Sunday, January 21, 2001

By Bob Batz Jr., Post-Gazette Staff Writer

Tuesday is National Pie Day, which men of expansive vision and pants founded two decades ago to celebrate a cherished yet steadily declining American icon.

Alas, real made-from-scratch pie is scarcer than ever.

But happily, a handful of us still know the precious pie-making art and practice it. They are ever fewer and farther between, but places still exist where pie day is every day.

One is Dean's Diner, a real-deal stainless steel Fodero diner in Blairsville, Indiana County, about 40 miles east of Pittsburgh.

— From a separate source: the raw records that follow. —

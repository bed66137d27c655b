//! Request input validation.

use gasto_shared::sanitize::strip_markup;
use rust_decimal::Decimal;

use super::error::ApprovalError;

/// Hard ceiling for requested amounts, in whole currency units.
pub const MAX_REQUEST_AMOUNT_UNITS: i64 = 1_000_000_000;

/// Minimum sanitized description length.
const DESCRIPTION_MIN: usize = 10;

/// Maximum sanitized description length.
const DESCRIPTION_MAX: usize = 1000;

/// Validates a requested amount.
///
/// Amounts must be strictly positive, within the hard ceiling, and
/// carry at most two decimal places.
///
/// # Errors
///
/// Returns the matching `ApprovalError` variant for each violated rule.
pub fn validate_amount(amount: Decimal) -> Result<(), ApprovalError> {
    if amount <= Decimal::ZERO {
        return Err(ApprovalError::NonPositiveAmount);
    }

    let limit = Decimal::from(MAX_REQUEST_AMOUNT_UNITS);
    if amount > limit {
        return Err(ApprovalError::AmountTooLarge { amount, limit });
    }

    if amount.round_dp(2) != amount {
        return Err(ApprovalError::TooManyDecimalPlaces);
    }

    Ok(())
}

/// Validates and sanitizes a free-text description.
///
/// Markup is stripped before the length check so tag padding cannot
/// satisfy the minimum. Returns the sanitized text that should be
/// persisted.
///
/// # Errors
///
/// Returns `DescriptionTooShort` / `DescriptionTooLong` when the
/// sanitized text falls outside `10..=1000` characters.
pub fn validate_description(raw: &str) -> Result<String, ApprovalError> {
    let sanitized = strip_markup(raw);
    let len = sanitized.chars().count();

    if len < DESCRIPTION_MIN {
        return Err(ApprovalError::DescriptionTooShort {
            len,
            min: DESCRIPTION_MIN,
        });
    }
    if len > DESCRIPTION_MAX {
        return Err(ApprovalError::DescriptionTooLong {
            len,
            max: DESCRIPTION_MAX,
        });
    }

    Ok(sanitized)
}

#[cfg(test)]
mod tests {
    use rust_decimal_macros::dec;

    use super::*;

    #[test]
    fn test_positive_amount_ok() {
        assert!(validate_amount(dec!(0.01)).is_ok());
        assert!(validate_amount(dec!(1500.50)).is_ok());
    }

    #[test]
    fn test_zero_amount_rejected() {
        assert_eq!(
            validate_amount(dec!(0)),
            Err(ApprovalError::NonPositiveAmount)
        );
    }

    #[test]
    fn test_negative_amount_rejected() {
        assert_eq!(
            validate_amount(dec!(-5)),
            Err(ApprovalError::NonPositiveAmount)
        );
    }

    #[test]
    fn test_amount_above_ceiling_rejected() {
        let result = validate_amount(dec!(1000000000.01));
        assert!(matches!(result, Err(ApprovalError::AmountTooLarge { .. })));
    }

    #[test]
    fn test_amount_at_ceiling_ok() {
        assert!(validate_amount(dec!(1000000000)).is_ok());
    }

    #[test]
    fn test_three_decimal_places_rejected() {
        assert_eq!(
            validate_amount(dec!(10.999)),
            Err(ApprovalError::TooManyDecimalPlaces)
        );
    }

    #[test]
    fn test_trailing_zero_scale_ok() {
        // 10.10 has scale 2 even though the last digit is zero.
        assert!(validate_amount(dec!(10.10)).is_ok());
    }

    #[test]
    fn test_description_minimum_length() {
        assert!(validate_description("too short").is_err());
        assert!(validate_description("just long enough").is_ok());
    }

    #[test]
    fn test_description_markup_does_not_count() {
        // Tags are stripped before the length check.
        let result = validate_description("<b><i><u>hi</u></i></b>");
        assert!(matches!(
            result,
            Err(ApprovalError::DescriptionTooShort { len: 2, .. })
        ));
    }

    #[test]
    fn test_description_sanitized_output() {
        let sanitized = validate_description("<b>new office chairs</b> for Q3").unwrap();
        assert_eq!(sanitized, "new office chairs for Q3");
    }

    #[test]
    fn test_description_maximum_length() {
        let long = "x".repeat(1001);
        assert!(matches!(
            validate_description(&long),
            Err(ApprovalError::DescriptionTooLong { len: 1001, .. })
        ));

        let max = "x".repeat(1000);
        assert!(validate_description(&max).is_ok());
    }
}
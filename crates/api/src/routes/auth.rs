//! Authentication routes: company registration, login, token refresh.

use axum::{
    Json, Router,
    extract::State,
    http::StatusCode,
    response::IntoResponse,
    routing::post,
};
use serde::Deserialize;
use serde_json::json;
use tracing::{error, info};

use crate::AppState;
use crate::routes::{error_response, internal_error};
use gasto_core::auth::{hash_password, validate_password_strength, verify_password};
use gasto_core::policy::Role;
use gasto_db::UserRepository;
use gasto_db::entities::sea_orm_active_enums::CompanySize;
use gasto_db::repositories::user::{RegisterCompanyInput, UserError};
use gasto_shared::TokenPair;

/// Creates the auth routes.
pub fn routes() -> Router<AppState> {
    Router::new()
        .route("/auth/register", post(register))
        .route("/auth/login", post(login))
        .route("/auth/refresh", post(refresh))
}

/// Request body for company registration.
#[derive(Debug, Deserialize)]
pub struct RegisterRequest {
    /// Company name.
    pub company_name: String,
    /// Company contact email.
    pub contact_email: String,
    /// Company phone.
    pub phone: Option<String>,
    /// Company size: small, medium, large.
    pub size: String,
    /// Admin first name.
    pub first_name: String,
    /// Admin last name.
    pub last_name: String,
    /// Admin email.
    pub email: String,
    /// Admin password.
    pub password: String,
}

/// Request body for login.
#[derive(Debug, Deserialize)]
pub struct LoginRequest {
    /// User email.
    pub email: String,
    /// User password.
    pub password: String,
}

/// Request body for token refresh.
#[derive(Debug, Deserialize)]
pub struct RefreshRequest {
    /// A previously issued refresh token.
    pub refresh_token: String,
}

fn parse_company_size(s: &str) -> Option<CompanySize> {
    match s.to_lowercase().as_str() {
        "small" => Some(CompanySize::Small),
        "medium" => Some(CompanySize::Medium),
        "large" => Some(CompanySize::Large),
        _ => None,
    }
}

/// POST `/auth/register` - Create a company with its bootstrap admin.
///
/// The first user of a company is always an admin.
async fn register(
    State(state): State<AppState>,
    Json(payload): Json<RegisterRequest>,
) -> impl IntoResponse {
    if let Err(e) = validate_password_strength(&payload.password) {
        return error_response(StatusCode::BAD_REQUEST, "weak_password", e.to_string());
    }

    let Some(size) = parse_company_size(&payload.size) else {
        return error_response(
            StatusCode::BAD_REQUEST,
            "invalid_size",
            "Company size must be one of: small, medium, large",
        );
    };

    let password_hash = match hash_password(&payload.password) {
        Ok(hash) => hash,
        Err(e) => {
            error!(error = %e, "Failed to hash password");
            return internal_error();
        }
    };

    let repo = UserRepository::new((*state.db).clone());
    let input = RegisterCompanyInput {
        company_name: payload.company_name,
        contact_email: payload.contact_email,
        phone: payload.phone,
        size,
        first_name: payload.first_name,
        last_name: payload.last_name,
        email: payload.email,
        password_hash,
    };

    match repo.register_company(input).await {
        Ok((company, admin)) => {
            info!(company_id = %company.id, user_id = %admin.id, "Company registered");

            let tokens = match issue_tokens(&state, &admin) {
                Ok(tokens) => tokens,
                Err(response) => return response,
            };

            (
                StatusCode::CREATED,
                Json(json!({
                    "company": company,
                    "user": admin,
                    "access_token": tokens.access_token,
                    "refresh_token": tokens.refresh_token,
                    "expires_in": tokens.expires_in,
                })),
            )
                .into_response()
        }
        Err(UserError::DuplicateEmail(email)) => error_response(
            StatusCode::CONFLICT,
            "duplicate_email",
            format!("Email already registered: {email}"),
        ),
        Err(e) => {
            error!(error = %e, "Failed to register company");
            internal_error()
        }
    }
}

/// POST `/auth/login` - Verify credentials and issue tokens.
async fn login(
    State(state): State<AppState>,
    Json(payload): Json<LoginRequest>,
) -> impl IntoResponse {
    let repo = UserRepository::new((*state.db).clone());

    let user = match repo.find_by_email(&payload.email).await {
        Ok(Some(user)) => user,
        Ok(None) => {
            return error_response(
                StatusCode::UNAUTHORIZED,
                "invalid_credentials",
                "Invalid email or password",
            );
        }
        Err(e) => {
            error!(error = %e, "Failed to look up user");
            return internal_error();
        }
    };

    if !user.is_active {
        return error_response(
            StatusCode::FORBIDDEN,
            "account_disabled",
            "This account has been disabled",
        );
    }

    match verify_password(&payload.password, &user.password_hash) {
        Ok(true) => {}
        Ok(false) => {
            return error_response(
                StatusCode::UNAUTHORIZED,
                "invalid_credentials",
                "Invalid email or password",
            );
        }
        Err(e) => {
            error!(error = %e, "Password verification failed");
            return internal_error();
        }
    }

    let tokens = match issue_tokens(&state, &user) {
        Ok(tokens) => tokens,
        Err(response) => return response,
    };

    info!(user_id = %user.id, "User logged in");

    (
        StatusCode::OK,
        Json(json!({
            "user": user,
            "access_token": tokens.access_token,
            "refresh_token": tokens.refresh_token,
            "expires_in": tokens.expires_in,
        })),
    )
        .into_response()
}

/// POST `/auth/refresh` - Rotate tokens from a refresh token.
async fn refresh(
    State(state): State<AppState>,
    Json(payload): Json<RefreshRequest>,
) -> impl IntoResponse {
    let claims = match state.jwt_service.validate_token(&payload.refresh_token) {
        // Access tokens are not accepted here, only real refresh tokens.
        Ok(claims) if claims.is_refresh() => claims,
        Ok(_) | Err(_) => {
            return error_response(
                StatusCode::UNAUTHORIZED,
                "invalid_token",
                "Invalid or expired refresh token",
            );
        }
    };

    let repo = UserRepository::new((*state.db).clone());
    let user = match repo.find_by_id(claims.user_id()).await {
        Ok(user) if user.is_active => user,
        Ok(_) => {
            return error_response(
                StatusCode::FORBIDDEN,
                "account_disabled",
                "This account has been disabled",
            );
        }
        Err(e) => {
            error!(error = %e, "Failed to look up user for refresh");
            return error_response(
                StatusCode::UNAUTHORIZED,
                "invalid_token",
                "Invalid or expired refresh token",
            );
        }
    };

    let tokens = match issue_tokens(&state, &user) {
        Ok(tokens) => tokens,
        Err(response) => return response,
    };

    (
        StatusCode::OK,
        Json(json!({
            "access_token": tokens.access_token,
            "refresh_token": tokens.refresh_token,
            "expires_in": tokens.expires_in,
        })),
    )
        .into_response()
}

/// Issues an access/refresh token pair for a user.
fn issue_tokens(
    state: &AppState,
    user: &gasto_db::entities::users::Model,
) -> Result<TokenPair, axum::response::Response> {
    let role = Role::from(user.role.clone());

    let access = state
        .jwt_service
        .generate_access_token(user.id, user.company_id, role.as_str());
    let refresh = state
        .jwt_service
        .generate_refresh_token(user.id, user.company_id, role.as_str());

    match (access, refresh) {
        (Ok(access), Ok(refresh)) => Ok(TokenPair::new(
            access,
            refresh,
            state.jwt_service.access_token_expires_in(),
        )),
        (Err(e), _) | (_, Err(e)) => {
            error!(error = %e, "Failed to issue tokens");
            Err(internal_error())
        }
    }
}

Emerson Dean, who started a diner nearby in 1934, opened this one beside Route 22 just days after the new four-lane opened in 1953.

He never pondered whether to serve pie. As with coffee, he had to.

Same with his son, Darrell, who now runs what is a regional institution, in large part because of its pie.

Dean's still has a pie baker, Cathy Deemer, who five days a week gets up by 3:15 a.m. to get to work by 4.

She starts at the cold glass pie cases, which give her creations prime, bright-lit billing at both ends of the counter out front. After jotting on a napkin how many pieces are left from the day before, she heads to the back kitchen and fires up the ovens. Before long, waitresses arriving from outside can lay their hands on her to warm them.

After whipping up two dozen doughnuts, she starts making pies. Really making them, from flour and shortening and milk and eggs, the way hardly anyone does anymore.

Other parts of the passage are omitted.